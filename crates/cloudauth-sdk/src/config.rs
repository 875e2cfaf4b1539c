//! File and environment configuration for building managers
//!
//! Values are layered: defaults, then `cloudauth.toml` (or an explicit path),
//! then `CLOUDAUTH_*` environment variables with `__` separating sections,
//! e.g. `CLOUDAUTH_AUTH__CLIENT_ID` or `CLOUDAUTH_HTTP__TIMEOUT_SECS`.

use crate::auth::{
    manager::{AuthManager, Flow},
    proxy::HttpAuthProxy,
    settings::{
        AuthManagerSettings, ClientCredentialsSettings, PkceSettings, RefreshSettings,
        CLIENT_CREDENTIALS_GRANT_TYPE, REFRESH_GRANT_TYPE,
    },
    types::{AuthError, AuthResult, EXPIRY_BUFFER_MS},
};
use cloudauth_common::config::{extract, layered, with_env_overrides, ConfigLoader};
use cloudauth_common::ConfigurationError;
use serde::{Deserialize, Serialize};
use std::path::{Path, PathBuf};
use std::sync::Arc;
use std::time::Duration;
use tracing::debug;

/// File read when no path is given
pub const DEFAULT_CONFIG_FILE: &str = "cloudauth.toml";

/// Prefix of overriding environment variables
pub const ENV_PREFIX: &str = "CLOUDAUTH_";

const REDACTED: &str = "<redacted>";

/// Which flow [`SdkConfig::build_manager`] builds
#[derive(Debug, Clone, Copy, Default, PartialEq, Eq, Serialize, Deserialize)]
#[serde(rename_all = "snake_case")]
pub enum FlowKind {
    Pkce,
    Refresh,
    #[default]
    ClientCredentials,
}

/// PKCE specific values
#[derive(Debug, Clone, Default, PartialEq, Eq, Serialize, Deserialize)]
#[serde(default)]
pub struct PkceConfig {
    pub redirect_uri: String,
    pub username: String,
    pub password: String,
}

/// Refresh token specific values
#[derive(Debug, Clone, PartialEq, Eq, Serialize, Deserialize)]
#[serde(default)]
pub struct RefreshConfig {
    pub grant_type: String,
    pub refresh_token: String,
    pub tenant: Option<String>,
}

impl Default for RefreshConfig {
    fn default() -> Self {
        Self {
            grant_type: REFRESH_GRANT_TYPE.to_string(),
            refresh_token: String::new(),
            tenant: None,
        }
    }
}

/// Client credentials specific values
#[derive(Debug, Clone, PartialEq, Eq, Serialize, Deserialize)]
#[serde(default)]
pub struct ClientCredentialsConfig {
    pub client_secret: String,
    pub grant_type: String,
}

impl Default for ClientCredentialsConfig {
    fn default() -> Self {
        Self {
            client_secret: String::new(),
            grant_type: CLIENT_CREDENTIALS_GRANT_TYPE.to_string(),
        }
    }
}

/// Transport settings for [`HttpAuthProxy`]
#[derive(Debug, Clone, Default, PartialEq, Eq, Serialize, Deserialize)]
#[serde(default)]
pub struct HttpConfig {
    /// Per-request timeout; unset means no timeout
    pub timeout_secs: Option<u64>,
}

impl HttpConfig {
    pub fn timeout(&self) -> Option<Duration> {
        self.timeout_secs.map(Duration::from_secs)
    }
}

/// Root configuration of the SDK
#[derive(Debug, Clone, PartialEq, Eq, Serialize, Deserialize)]
#[serde(default)]
pub struct SdkConfig {
    /// Flow to run
    pub flow: FlowKind,

    /// Renewal margin before token expiry, in milliseconds
    pub expiry_buffer_ms: i64,

    /// Settings shared by every flow
    pub auth: AuthManagerSettings,

    pub pkce: PkceConfig,

    pub refresh: RefreshConfig,

    pub client_credentials: ClientCredentialsConfig,

    pub http: HttpConfig,
}

impl Default for SdkConfig {
    fn default() -> Self {
        Self {
            flow: FlowKind::default(),
            expiry_buffer_ms: EXPIRY_BUFFER_MS,
            auth: AuthManagerSettings::default(),
            pkce: PkceConfig::default(),
            refresh: RefreshConfig::default(),
            client_credentials: ClientCredentialsConfig::default(),
            http: HttpConfig::default(),
        }
    }
}

impl SdkConfig {
    /// Load configuration from file and environment
    pub fn load(config_path: Option<&Path>) -> Result<Self, ConfigurationError> {
        match config_path {
            Some(path) => <SdkConfig as ConfigLoader<SdkConfig>>::load_from_file(path),
            None => <SdkConfig as ConfigLoader<SdkConfig>>::load(None),
        }
    }

    /// Generate example configuration file
    pub fn generate_example() -> Result<String, ConfigurationError> {
        let config = Self {
            auth: AuthManagerSettings::new("https://auth.example.com/oauth2", "my-client-id")
                .with_scope("openid profile"),
            ..Default::default()
        };
        toml::to_string_pretty(&config).map_err(|e| ConfigurationError::ParseError {
            details: format!("Failed to serialize config: {e}"),
        })
    }

    /// Copy with every secret replaced, for display
    pub fn redacted(&self) -> Self {
        fn hide(value: &mut String) {
            if !value.is_empty() {
                *value = REDACTED.to_string();
            }
        }

        let mut config = self.clone();
        hide(&mut config.pkce.password);
        hide(&mut config.refresh.refresh_token);
        hide(&mut config.client_credentials.client_secret);
        config
    }

    pub fn expiry_buffer(&self) -> AuthResult<Duration> {
        u64::try_from(self.expiry_buffer_ms)
            .map(Duration::from_millis)
            .map_err(|_| {
                AuthError::ConfigError(format!(
                    "expiry_buffer_ms must not be negative, got {}",
                    self.expiry_buffer_ms
                ))
            })
    }

    /// Flow settings assembled from the shared and flow specific sections
    pub fn flow(&self) -> Flow {
        let common = self.auth.clone();
        match self.flow {
            FlowKind::Pkce => Flow::Pkce(PkceSettings::new(
                common,
                self.pkce.redirect_uri.clone(),
                self.pkce.username.clone(),
                self.pkce.password.clone(),
            )),
            FlowKind::Refresh => Flow::Refresh(RefreshSettings {
                common,
                grant_type: self.refresh.grant_type.clone(),
                refresh_token: self.refresh.refresh_token.clone(),
                tenant: self.refresh.tenant.clone(),
            }),
            FlowKind::ClientCredentials => {
                Flow::ClientCredentials(ClientCredentialsSettings {
                    common,
                    client_secret: self.client_credentials.client_secret.clone(),
                    grant_type: self.client_credentials.grant_type.clone(),
                })
            }
        }
    }

    /// Manager for the configured flow over HTTP
    pub fn build_manager(&self) -> AuthResult<AuthManager> {
        let buffer = self.expiry_buffer()?;
        let proxy = HttpAuthProxy::with_timeout(&self.auth.host, self.http.timeout())?;
        debug!("Building {:?} manager for {}", self.flow, proxy.base_url());

        Ok(AuthManager::with_proxy(self.flow(), Arc::new(proxy)).with_expiry_buffer(buffer))
    }
}

impl ConfigLoader<SdkConfig> for SdkConfig {
    fn load(path: Option<PathBuf>) -> Result<SdkConfig, ConfigurationError> {
        let path = path.unwrap_or_else(|| PathBuf::from(DEFAULT_CONFIG_FILE));
        extract(layered(&SdkConfig::default(), &path, ENV_PREFIX))
    }

    fn load_from_file(path: &Path) -> Result<SdkConfig, ConfigurationError> {
        if !path.exists() {
            return Err(ConfigurationError::FileNotFound {
                path: path.to_path_buf(),
            });
        }
        extract(layered(&SdkConfig::default(), path, ENV_PREFIX))
    }

    fn apply_env_overrides(config: &mut SdkConfig, prefix: &str) -> Result<(), ConfigurationError> {
        *config = with_env_overrides(config, prefix)?;
        Ok(())
    }
}

#[cfg(test)]
mod tests {
    use super::*;
    use pretty_assertions::assert_eq;
    use std::io::Write;

    #[test]
    fn test_default_config() {
        let config = SdkConfig::default();
        assert_eq!(config.flow, FlowKind::ClientCredentials);
        assert_eq!(config.expiry_buffer_ms, 30_000);
        assert_eq!(config.refresh.grant_type, "refresh_token");
        assert_eq!(config.client_credentials.grant_type, "client_credentials");
        assert_eq!(config.http.timeout(), None);
    }

    #[test]
    fn test_example_round_trips() {
        let example = SdkConfig::generate_example().unwrap();
        let parsed: SdkConfig = toml::from_str(&example).unwrap();

        assert_eq!(parsed.auth.client_id, "my-client-id");
        assert_eq!(parsed.flow, FlowKind::ClientCredentials);
    }

    #[test]
    fn test_load_from_file() {
        let mut file = tempfile::NamedTempFile::new().unwrap();
        writeln!(
            file,
            r#"
flow = "refresh"
expiry_buffer_ms = 5000

[auth]
host = "https://auth.example.com"
client_id = "cli"
scope = "offline_access"

[refresh]
refresh_token = "rt-from-file"
tenant = "acme"

[http]
timeout_secs = 10
"#
        )
        .unwrap();

        let config = SdkConfig::load(Some(file.path())).unwrap();
        assert_eq!(config.flow, FlowKind::Refresh);
        assert_eq!(config.auth.scope, "offline_access");
        assert_eq!(config.refresh.grant_type, "refresh_token");
        assert_eq!(config.http.timeout(), Some(Duration::from_secs(10)));

        match config.flow() {
            Flow::Refresh(settings) => {
                assert_eq!(settings.common.client_id, "cli");
                assert_eq!(settings.refresh_token, "rt-from-file");
                assert_eq!(settings.tenant.as_deref(), Some("acme"));
            }
            other => panic!("unexpected flow {}", other.name()),
        }

        let manager = config.build_manager().unwrap();
        assert_eq!(manager.flow().name(), "refresh");
    }

    #[test]
    fn test_explicit_missing_file() {
        let result = SdkConfig::load(Some(Path::new("/nonexistent/cloudauth.toml")));
        assert!(matches!(
            result,
            Err(ConfigurationError::FileNotFound { .. })
        ));
    }

    #[test]
    fn test_redacted_hides_secrets() {
        let mut config = SdkConfig::default();
        config.pkce.password = "hunter2".to_string();
        config.client_credentials.client_secret = "s3cr3t".to_string();

        let shown = toml::to_string(&config.redacted()).unwrap();
        assert!(!shown.contains("hunter2"));
        assert!(!shown.contains("s3cr3t"));
        assert_eq!(config.redacted().refresh.refresh_token, "");
    }

    #[test]
    fn test_negative_buffer_rejected() {
        let config = SdkConfig {
            expiry_buffer_ms: -1,
            auth: AuthManagerSettings::new("https://auth.example.com", "cli"),
            ..Default::default()
        };
        assert!(matches!(
            config.build_manager(),
            Err(AuthError::ConfigError(_))
        ));
    }

    #[test]
    fn test_invalid_host_rejected() {
        let config = SdkConfig::default();
        assert!(matches!(
            config.build_manager(),
            Err(AuthError::ConfigError(_))
        ));
    }
}
//! PKCE pair generation handler

use crate::error::Result;
use crate::output::{json_output, print_field};
use cloudauth_sdk::PkcePair;
use serde::Serialize;

/// Generated pair as printed with `--json`
#[derive(Debug, Serialize)]
pub struct PkceReport {
    pub code_verifier: String,
    pub code_challenge: String,
    pub code_challenge_method: &'static str,
}

impl From<PkcePair> for PkceReport {
    fn from(pair: PkcePair) -> Self {
        Self {
            code_challenge_method: pair.method(),
            code_verifier: pair.verifier,
            code_challenge: pair.challenge,
        }
    }
}

/// Handle the `pkce` command
pub fn handle_pkce(length: usize, json: bool) -> Result<()> {
    let report = PkceReport::from(PkcePair::generate(length)?);

    if json {
        return json_output(&report);
    }

    print_field("code_verifier", &report.code_verifier);
    print_field("code_challenge", &report.code_challenge);
    print_field("code_challenge_method", report.code_challenge_method);
    Ok(())
}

*****

__TASK DETAILS__.
Working from the material above, retype exactly the lines from the one with "pub fn generate_example()" through the one with "pub fn expiry_buffer(&self)", both included, and only those lines.

__SOLUTION__.
    pub fn generate_example() -> Result<String, ConfigurationError> {
        let config = Self {
            auth: AuthManagerSettings::new("https://auth.example.com/oauth2", "my-client-id")
                .with_scope("openid profile"),
            ..Default::default()
        };
        toml::to_string_pretty(&config).map_err(|e| ConfigurationError::ParseError {
            details: format!("Failed to serialize config: {e}"),
        })
    }

    /// Copy with every secret replaced, for display
    pub fn redacted(&self) -> Self {
        fn hide(value: &mut String) {
            if !value.is_empty() {
                *value = REDACTED.to_string();
            }
        }

        let mut config = self.clone();
        hide(&mut config.pkce.password);
        hide(&mut config.refresh.refresh_token);
        hide(&mut config.client_credentials.client_secret);
        config
    }

    pub fn expiry_buffer(&self) -> AuthResult<Duration> {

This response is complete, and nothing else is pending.